■ **Your goal**
All lines in the records that carry the string "Option" are to be shown.

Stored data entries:

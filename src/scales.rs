//! Scales: continuous temperature → palette bucket, and discrete year/month → pixel band.

use crate::models::Dataset;
use crate::stats::temperature_extent;
use crate::viz::text::month_name;
use std::fmt;

/// 8-bit RGB color.
#[derive(Clone, Copy, Debug, PartialEq, Eq, Hash)]
pub struct Rgb8 {
    pub r: u8,
    pub g: u8,
    pub b: u8,
}

impl Rgb8 {
    pub const fn new(r: u8, g: u8, b: u8) -> Self {
        Self { r, g, b }
    }
}

/// Lowercase `#rrggbb`.
impl fmt::Display for Rgb8 {
    fn fmt(&self, f: &mut fmt::Formatter<'_>) -> fmt::Result {
        write!(f, "#{:02x}{:02x}{:02x}", self.r, self.g, self.b)
    }
}

/// Diverging blue → red palette (ColorBrewer RdBu, reversed), coolest first.
pub const PALETTE: [Rgb8; 9] = [
    Rgb8::new(0x05, 0x30, 0x61), // #053061
    Rgb8::new(0x21, 0x66, 0xac), // #2166ac
    Rgb8::new(0x43, 0x93, 0xc3), // #4393c3
    Rgb8::new(0x92, 0xc5, 0xde), // #92c5de
    Rgb8::new(0xd1, 0xe5, 0xf0), // #d1e5f0
    Rgb8::new(0xfd, 0xdb, 0xc7), // #fddbc7
    Rgb8::new(0xf4, 0xa5, 0x82), // #f4a582
    Rgb8::new(0xd6, 0x60, 0x4d), // #d6604d
    Rgb8::new(0xb2, 0x18, 0x2b), // #b2182b
];

/// Quantize scale: splits `[lo, hi]` into `PALETTE.len()` equal-width buckets.
#[derive(Clone, Debug, PartialEq)]
pub struct ColorScale {
    lo: f64,
    hi: f64,
    thresholds: Vec<f64>,
}

impl ColorScale {
    pub fn new(lo: f64, hi: f64) -> Self {
        let n = PALETTE.len();
        let thresholds = (1..n)
            .map(|i| lo + (hi - lo) * i as f64 / n as f64)
            .collect();
        Self { lo, hi, thresholds }
    }

    pub fn domain(&self) -> (f64, f64) {
        (self.lo, self.hi)
    }

    pub fn range(&self) -> &'static [Rgb8] {
        &PALETTE
    }

    /// Bucket index for a temperature.
    ///
    /// Counts the thresholds at or below `value`, so a value exactly on a
    /// boundary lands in the warmer bucket. Out-of-domain values clamp to the end
    /// buckets, NaN maps to bucket 0 and a degenerate domain maps everything to the
    /// middle bucket.
    pub fn index(&self, value: f64) -> usize {
        if self.hi == self.lo {
            return PALETTE.len() / 2;
        }
        if value.is_nan() {
            return 0;
        }
        self.thresholds.partition_point(|t| *t <= value)
    }

    pub fn color(&self, value: f64) -> Rgb8 {
        PALETTE[self.index(value)]
    }

    /// Temperature interval `[lo, hi)` covered by bucket `index`.
    pub fn invert_extent(&self, index: usize) -> Option<(f64, f64)> {
        if index >= PALETTE.len() {
            return None;
        }
        let lo = if index == 0 { self.lo } else { self.thresholds[index - 1] };
        let hi = self.thresholds.get(index).copied().unwrap_or(self.hi);
        Some((lo, hi))
    }
}

/// Band scale over discrete categories with zero padding.
#[derive(Clone, Debug, PartialEq)]
pub struct BandScale<T> {
    domain: Vec<T>,
    start: f64,
    step: f64,
}

impl<T: PartialEq + Copy> BandScale<T> {
    /// Builds the domain from distinct values in first-appearance order.
    pub fn new(values: impl IntoIterator<Item = T>, range: (f64, f64)) -> Self {
        let mut domain: Vec<T> = Vec::new();
        for v in values {
            if !domain.contains(&v) {
                domain.push(v);
            }
        }
        let step = (range.1 - range.0) / domain.len().max(1) as f64;
        Self {
            domain,
            start: range.0,
            step,
        }
    }

    pub fn domain(&self) -> &[T] {
        &self.domain
    }

    /// Band start for `value`, or `None` if it is not in the domain.
    pub fn position(&self, value: T) -> Option<f64> {
        self.domain
            .iter()
            .position(|d| *d == value)
            .map(|i| self.start + self.step * i as f64)
    }

    pub fn bandwidth(&self) -> f64 {
        self.step
    }
}

/// One axis tick: band position of the value plus its label.
#[derive(Clone, Debug, PartialEq)]
pub struct Tick {
    pub offset: f64,
    pub label: String,
}

/// Everything the renderer needs to place and color cells.
#[derive(Clone, Debug)]
pub struct Scales {
    pub color: ColorScale,
    pub x: BandScale<i32>,
    pub y: BandScale<u32>,
    pub min_temp: f64,
    pub max_temp: f64,
}

impl Scales {
    /// Build all scales for a plot area of `width` × `height` pixels.
    ///
    /// Never fails: an empty dataset yields the degenerate color domain
    /// `[base, base]` and an empty year domain.
    pub fn build(data: &Dataset, width: f64, height: f64) -> Self {
        let base = data.base_temperature;
        let (min_temp, max_temp) = temperature_extent(data).unwrap_or((base, base));
        let x = BandScale::new(data.monthly_variance.iter().map(|r| r.year), (0.0, width));
        // The vertical domain is the calendar, not the data.
        let y = BandScale::new(0..12u32, (0.0, height));
        Self {
            color: ColorScale::new(min_temp, max_temp),
            x,
            y,
            min_temp,
            max_temp,
        }
    }

    /// Years divisible by ten, labelled as plain integers.
    pub fn x_ticks(&self) -> Vec<Tick> {
        self.x
            .domain()
            .iter()
            .filter(|y| *y % 10 == 0)
            .filter_map(|&y| {
                self.x.position(y).map(|offset| Tick {
                    offset,
                    label: y.to_string(),
                })
            })
            .collect()
    }

    /// All twelve months, January first, labelled with full names.
    pub fn y_ticks(&self) -> Vec<Tick> {
        self.y
            .domain()
            .iter()
            .filter_map(|&m| {
                self.y.position(m).map(|offset| Tick {
                    offset,
                    label: month_name(m).to_string(),
                })
            })
            .collect()
    }
}

#[cfg(test)]
mod tests {
    use super::*;
    use crate::models::VarianceRecord;

    #[test]
    fn palette_hex() {
        assert_eq!(PALETTE[0].to_string(), "#053061");
        assert_eq!(PALETTE[8].to_string(), "#b2182b");
    }

    #[test]
    fn quantize_buckets_and_boundaries() {
        let s = ColorScale::new(0.0, 9.0);
        assert_eq!(s.index(0.0), 0);
        assert_eq!(s.index(0.99), 0);
        assert_eq!(s.index(1.0), 1);
        assert_eq!(s.index(4.5), 4);
        assert_eq!(s.index(9.0), 8);
        assert_eq!(s.index(-5.0), 0);
        assert_eq!(s.index(50.0), 8);
        assert_eq!(s.index(f64::NAN), 0);
        assert_eq!(s.color(8.5), PALETTE[8]);
    }

    #[test]
    fn quantize_is_monotonic() {
        let s = ColorScale::new(1.684, 13.888);
        let mut prev = 0;
        for i in 0..=2000 {
            let v = 1.0 + i as f64 * 0.0075;
            let idx = s.index(v);
            assert!(idx >= prev, "bucket went down at {v}");
            prev = idx;
        }
        assert_eq!(prev, 8);
    }

    #[test]
    fn degenerate_domain_uses_middle_bucket() {
        let s = ColorScale::new(5.0, 5.0);
        assert_eq!(s.index(5.0), 4);
        assert_eq!(s.index(-100.0), 4);
    }

    #[test]
    fn invert_extent_covers_domain() {
        let s = ColorScale::new(0.0, 9.0);
        assert_eq!(s.invert_extent(0), Some((0.0, 1.0)));
        assert_eq!(s.invert_extent(8), Some((8.0, 9.0)));
        assert_eq!(s.invert_extent(9), None);
    }

    #[test]
    fn band_scale_dedups_and_splits_evenly() {
        let b = BandScale::new([1900, 1900, 1901, 1902, 1901], (0.0, 300.0));
        assert_eq!(b.domain(), &[1900, 1901, 1902]);
        assert_eq!(b.bandwidth(), 100.0);
        assert_eq!(b.position(1902), Some(200.0));
        assert_eq!(b.position(1999), None);
    }

    #[test]
    fn empty_dataset_builds_degenerate_scales() {
        let d = Dataset {
            base_temperature: 8.66,
            monthly_variance: vec![],
        };
        let s = Scales::build(&d, 1080.0, 540.0);
        assert_eq!(s.color.domain(), (8.66, 8.66));
        assert!(s.x.domain().is_empty());
        assert!(s.x_ticks().is_empty());
        assert_eq!(s.y_ticks().len(), 12);
    }

    #[test]
    fn ticks_follow_policy() {
        let recs = (1895..=1921).flat_map(|year| {
            (1..=12).map(move |month| VarianceRecord {
                year,
                month,
                variance: 0.0,
            })
        });
        let d = Dataset {
            base_temperature: 8.0,
            monthly_variance: recs.collect(),
        };
        let s = Scales::build(&d, 1080.0, 540.0);
        let labels: Vec<String> = s.x_ticks().into_iter().map(|t| t.label).collect();
        assert_eq!(labels, vec!["1900", "1910", "1920"]);
        let months: Vec<String> = s.y_ticks().into_iter().map(|t| t.label).collect();
        assert_eq!(months.first().map(String::as_str), Some("January"));
        assert_eq!(months.last().map(String::as_str), Some("December"));
        assert_eq!(s.y.bandwidth(), 45.0);
    }
}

■ **Your solution**
    pub fn invert_extent(&self, index: usize) -> Option<(f64, f64)> {
    pub fn position(&self, value: T) -> Option<f64> {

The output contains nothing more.